- **Data for analysis**
========================================================================

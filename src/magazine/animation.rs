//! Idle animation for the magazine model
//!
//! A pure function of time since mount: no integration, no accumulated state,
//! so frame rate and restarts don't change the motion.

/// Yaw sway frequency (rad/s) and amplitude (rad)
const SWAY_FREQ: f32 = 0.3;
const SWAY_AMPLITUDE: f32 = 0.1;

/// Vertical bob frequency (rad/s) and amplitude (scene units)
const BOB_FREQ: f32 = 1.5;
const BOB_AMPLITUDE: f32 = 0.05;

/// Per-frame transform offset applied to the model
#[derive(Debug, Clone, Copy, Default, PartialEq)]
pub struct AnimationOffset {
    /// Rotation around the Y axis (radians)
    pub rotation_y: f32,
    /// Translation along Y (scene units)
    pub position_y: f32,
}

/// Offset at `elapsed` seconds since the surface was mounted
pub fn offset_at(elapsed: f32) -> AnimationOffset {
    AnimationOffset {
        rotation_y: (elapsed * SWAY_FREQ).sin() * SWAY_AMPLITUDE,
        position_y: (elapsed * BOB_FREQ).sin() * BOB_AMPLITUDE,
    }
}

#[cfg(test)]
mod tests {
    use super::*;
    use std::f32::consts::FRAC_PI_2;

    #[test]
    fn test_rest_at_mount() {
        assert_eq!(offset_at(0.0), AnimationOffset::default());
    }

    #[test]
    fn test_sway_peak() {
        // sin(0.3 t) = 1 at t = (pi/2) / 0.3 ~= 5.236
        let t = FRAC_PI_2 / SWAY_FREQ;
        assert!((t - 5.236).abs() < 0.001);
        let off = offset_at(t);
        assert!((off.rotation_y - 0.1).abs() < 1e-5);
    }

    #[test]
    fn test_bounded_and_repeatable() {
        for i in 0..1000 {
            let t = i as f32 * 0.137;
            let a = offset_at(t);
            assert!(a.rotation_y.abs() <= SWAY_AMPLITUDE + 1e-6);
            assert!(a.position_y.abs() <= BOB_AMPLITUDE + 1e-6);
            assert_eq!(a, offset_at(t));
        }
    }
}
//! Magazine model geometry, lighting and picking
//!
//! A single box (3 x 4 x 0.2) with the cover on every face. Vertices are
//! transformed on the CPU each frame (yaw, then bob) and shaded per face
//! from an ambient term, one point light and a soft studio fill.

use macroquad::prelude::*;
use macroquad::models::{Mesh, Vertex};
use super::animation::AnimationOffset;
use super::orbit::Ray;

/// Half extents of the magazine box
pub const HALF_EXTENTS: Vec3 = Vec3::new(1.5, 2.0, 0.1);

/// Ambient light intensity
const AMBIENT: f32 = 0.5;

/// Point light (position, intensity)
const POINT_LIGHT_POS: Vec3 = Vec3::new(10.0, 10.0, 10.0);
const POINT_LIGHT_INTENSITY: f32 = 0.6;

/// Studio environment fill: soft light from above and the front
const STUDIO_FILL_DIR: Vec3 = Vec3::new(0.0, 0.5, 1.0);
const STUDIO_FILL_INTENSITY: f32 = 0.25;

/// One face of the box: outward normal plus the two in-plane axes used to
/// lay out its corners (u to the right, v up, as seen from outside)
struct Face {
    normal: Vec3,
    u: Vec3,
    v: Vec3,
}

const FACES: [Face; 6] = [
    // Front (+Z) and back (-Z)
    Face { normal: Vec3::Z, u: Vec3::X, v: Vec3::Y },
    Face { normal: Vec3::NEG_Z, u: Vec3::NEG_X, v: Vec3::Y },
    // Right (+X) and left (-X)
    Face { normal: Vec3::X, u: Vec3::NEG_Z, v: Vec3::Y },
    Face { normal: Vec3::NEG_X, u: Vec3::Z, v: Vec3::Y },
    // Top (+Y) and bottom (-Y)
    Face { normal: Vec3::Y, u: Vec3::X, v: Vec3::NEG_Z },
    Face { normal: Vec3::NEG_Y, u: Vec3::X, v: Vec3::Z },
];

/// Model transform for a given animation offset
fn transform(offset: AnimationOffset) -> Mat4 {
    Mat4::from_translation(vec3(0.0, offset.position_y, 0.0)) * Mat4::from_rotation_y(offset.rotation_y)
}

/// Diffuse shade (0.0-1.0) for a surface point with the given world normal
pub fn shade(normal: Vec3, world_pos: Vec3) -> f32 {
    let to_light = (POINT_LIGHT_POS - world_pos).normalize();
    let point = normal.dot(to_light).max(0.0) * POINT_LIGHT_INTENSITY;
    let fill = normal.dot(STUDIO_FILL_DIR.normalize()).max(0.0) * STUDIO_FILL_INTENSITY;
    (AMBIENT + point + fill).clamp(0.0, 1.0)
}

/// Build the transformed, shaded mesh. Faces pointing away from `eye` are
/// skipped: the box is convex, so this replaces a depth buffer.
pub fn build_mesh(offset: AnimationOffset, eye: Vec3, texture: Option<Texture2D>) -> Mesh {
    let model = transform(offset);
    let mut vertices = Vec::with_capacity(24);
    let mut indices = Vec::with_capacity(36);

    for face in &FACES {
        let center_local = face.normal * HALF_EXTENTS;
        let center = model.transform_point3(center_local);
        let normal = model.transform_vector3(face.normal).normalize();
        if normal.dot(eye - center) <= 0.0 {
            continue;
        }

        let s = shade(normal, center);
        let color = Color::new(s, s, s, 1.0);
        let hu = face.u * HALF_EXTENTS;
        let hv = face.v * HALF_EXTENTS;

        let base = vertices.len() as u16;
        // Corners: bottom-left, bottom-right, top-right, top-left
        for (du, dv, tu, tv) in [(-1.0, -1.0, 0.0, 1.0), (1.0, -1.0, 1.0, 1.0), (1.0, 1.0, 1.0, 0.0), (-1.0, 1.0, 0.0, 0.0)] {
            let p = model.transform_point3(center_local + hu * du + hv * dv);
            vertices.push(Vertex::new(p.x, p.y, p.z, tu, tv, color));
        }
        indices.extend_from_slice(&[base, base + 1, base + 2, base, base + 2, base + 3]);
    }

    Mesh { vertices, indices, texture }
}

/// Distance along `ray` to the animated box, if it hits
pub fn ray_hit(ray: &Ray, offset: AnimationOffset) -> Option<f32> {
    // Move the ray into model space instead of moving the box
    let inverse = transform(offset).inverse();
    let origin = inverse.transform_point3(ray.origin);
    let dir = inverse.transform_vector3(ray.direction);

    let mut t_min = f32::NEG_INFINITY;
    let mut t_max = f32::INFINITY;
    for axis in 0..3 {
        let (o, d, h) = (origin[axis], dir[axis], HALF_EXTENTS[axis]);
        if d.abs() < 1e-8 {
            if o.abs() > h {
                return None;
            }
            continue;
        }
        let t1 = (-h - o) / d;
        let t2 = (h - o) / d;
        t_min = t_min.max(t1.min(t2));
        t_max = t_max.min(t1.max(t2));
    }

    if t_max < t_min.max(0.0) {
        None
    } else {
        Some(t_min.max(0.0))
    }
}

========================================================================

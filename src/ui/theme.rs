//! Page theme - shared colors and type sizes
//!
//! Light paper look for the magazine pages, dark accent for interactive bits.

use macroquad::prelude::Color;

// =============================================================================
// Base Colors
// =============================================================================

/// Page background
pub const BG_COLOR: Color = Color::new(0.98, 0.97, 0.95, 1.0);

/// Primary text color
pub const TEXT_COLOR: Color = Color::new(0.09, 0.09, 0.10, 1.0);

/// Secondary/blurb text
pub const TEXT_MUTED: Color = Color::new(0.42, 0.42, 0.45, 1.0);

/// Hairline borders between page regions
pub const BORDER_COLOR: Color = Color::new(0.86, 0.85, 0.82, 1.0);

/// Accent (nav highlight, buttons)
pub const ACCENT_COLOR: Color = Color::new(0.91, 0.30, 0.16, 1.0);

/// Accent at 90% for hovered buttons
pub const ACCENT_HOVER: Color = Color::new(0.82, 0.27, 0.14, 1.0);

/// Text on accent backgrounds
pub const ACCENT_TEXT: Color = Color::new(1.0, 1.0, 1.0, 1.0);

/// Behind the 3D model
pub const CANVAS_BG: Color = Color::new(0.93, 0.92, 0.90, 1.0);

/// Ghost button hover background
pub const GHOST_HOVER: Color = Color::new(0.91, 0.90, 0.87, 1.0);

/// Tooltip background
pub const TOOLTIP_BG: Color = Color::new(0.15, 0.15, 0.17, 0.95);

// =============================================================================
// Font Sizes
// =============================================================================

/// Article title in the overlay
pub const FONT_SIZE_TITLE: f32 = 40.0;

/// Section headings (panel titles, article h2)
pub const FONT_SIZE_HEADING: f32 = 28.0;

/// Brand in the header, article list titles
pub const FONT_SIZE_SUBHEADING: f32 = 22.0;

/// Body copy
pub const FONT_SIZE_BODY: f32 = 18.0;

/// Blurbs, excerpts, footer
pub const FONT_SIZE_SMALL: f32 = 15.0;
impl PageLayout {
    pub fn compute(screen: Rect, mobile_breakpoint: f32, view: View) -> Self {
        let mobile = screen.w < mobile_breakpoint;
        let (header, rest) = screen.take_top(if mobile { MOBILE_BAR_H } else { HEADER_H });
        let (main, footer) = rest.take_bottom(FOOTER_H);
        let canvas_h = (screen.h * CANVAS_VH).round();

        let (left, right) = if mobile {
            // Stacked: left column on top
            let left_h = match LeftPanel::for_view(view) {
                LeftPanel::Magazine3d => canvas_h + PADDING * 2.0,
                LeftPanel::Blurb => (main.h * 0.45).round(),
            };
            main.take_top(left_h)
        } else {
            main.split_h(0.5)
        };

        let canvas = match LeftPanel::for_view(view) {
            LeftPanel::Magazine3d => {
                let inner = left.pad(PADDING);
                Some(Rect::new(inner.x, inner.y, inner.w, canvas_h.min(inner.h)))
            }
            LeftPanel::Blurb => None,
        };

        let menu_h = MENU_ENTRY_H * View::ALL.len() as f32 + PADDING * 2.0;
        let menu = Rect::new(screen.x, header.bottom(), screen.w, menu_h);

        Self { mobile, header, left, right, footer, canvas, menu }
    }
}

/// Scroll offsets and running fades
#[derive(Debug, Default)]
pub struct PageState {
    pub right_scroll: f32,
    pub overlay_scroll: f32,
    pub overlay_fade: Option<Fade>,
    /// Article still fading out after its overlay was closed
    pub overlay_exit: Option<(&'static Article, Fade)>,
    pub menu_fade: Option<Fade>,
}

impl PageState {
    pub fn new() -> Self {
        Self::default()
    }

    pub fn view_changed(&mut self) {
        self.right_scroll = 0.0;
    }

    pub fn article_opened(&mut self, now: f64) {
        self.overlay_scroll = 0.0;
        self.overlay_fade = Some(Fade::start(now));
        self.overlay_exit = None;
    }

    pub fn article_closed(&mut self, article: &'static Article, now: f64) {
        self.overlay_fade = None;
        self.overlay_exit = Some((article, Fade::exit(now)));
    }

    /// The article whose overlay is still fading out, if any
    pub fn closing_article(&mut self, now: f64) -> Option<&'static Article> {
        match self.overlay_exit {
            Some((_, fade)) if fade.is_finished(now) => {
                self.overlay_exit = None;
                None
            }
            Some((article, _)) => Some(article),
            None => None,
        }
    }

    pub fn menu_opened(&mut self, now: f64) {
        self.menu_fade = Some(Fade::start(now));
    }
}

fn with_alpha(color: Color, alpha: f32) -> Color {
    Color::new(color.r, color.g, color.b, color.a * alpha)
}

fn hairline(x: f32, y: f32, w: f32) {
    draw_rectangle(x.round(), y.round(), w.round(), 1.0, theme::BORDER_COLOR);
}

========================================================================

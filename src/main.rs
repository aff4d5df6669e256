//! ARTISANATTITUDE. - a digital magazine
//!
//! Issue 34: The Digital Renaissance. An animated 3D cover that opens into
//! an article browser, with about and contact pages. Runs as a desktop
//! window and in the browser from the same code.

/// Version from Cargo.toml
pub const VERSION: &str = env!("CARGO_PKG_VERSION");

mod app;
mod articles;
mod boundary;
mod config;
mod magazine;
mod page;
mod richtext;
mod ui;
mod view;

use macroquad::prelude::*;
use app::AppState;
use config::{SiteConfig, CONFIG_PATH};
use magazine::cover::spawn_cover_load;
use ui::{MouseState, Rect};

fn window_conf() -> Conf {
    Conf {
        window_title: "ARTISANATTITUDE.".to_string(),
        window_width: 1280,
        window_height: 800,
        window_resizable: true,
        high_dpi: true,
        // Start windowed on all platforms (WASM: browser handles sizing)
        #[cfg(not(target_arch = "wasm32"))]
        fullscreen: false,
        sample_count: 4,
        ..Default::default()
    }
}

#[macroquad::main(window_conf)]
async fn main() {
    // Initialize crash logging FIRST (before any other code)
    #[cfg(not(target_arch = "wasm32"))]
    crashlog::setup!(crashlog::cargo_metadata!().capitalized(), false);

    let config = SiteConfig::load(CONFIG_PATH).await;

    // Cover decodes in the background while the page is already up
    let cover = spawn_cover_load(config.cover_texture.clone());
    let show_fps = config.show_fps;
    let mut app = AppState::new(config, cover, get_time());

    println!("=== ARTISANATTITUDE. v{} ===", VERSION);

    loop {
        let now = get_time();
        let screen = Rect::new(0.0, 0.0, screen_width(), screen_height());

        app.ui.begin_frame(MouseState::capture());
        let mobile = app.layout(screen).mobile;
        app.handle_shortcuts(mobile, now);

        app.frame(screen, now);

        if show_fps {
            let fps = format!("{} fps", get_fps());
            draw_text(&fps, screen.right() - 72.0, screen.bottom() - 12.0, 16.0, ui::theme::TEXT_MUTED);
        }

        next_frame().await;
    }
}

========================================================================

- **How to complete this task**
The required output is the stretch of entries above from the line containing "0.3 ~= 5.236" through the line containing "assert!(a.rotation_y.abs() <= SWAY_AMPLITUDE", reproduced exactly.

- **Output of the task**
        // sin(0.3 t) = 1 at t = (pi/2) / 0.3 ~= 5.236
        let t = FRAC_PI_2 / SWAY_FREQ;
        assert!((t - 5.236).abs() < 0.001);
        let off = offset_at(t);
        assert!((off.rotation_y - 0.1).abs() < 1e-5);
    }

    #[test]
    fn test_bounded_and_repeatable() {
        for i in 0..1000 {
            let t = i as f32 * 0.137;
            let a = offset_at(t);
            assert!(a.rotation_y.abs() <= SWAY_AMPLITUDE + 1e-6);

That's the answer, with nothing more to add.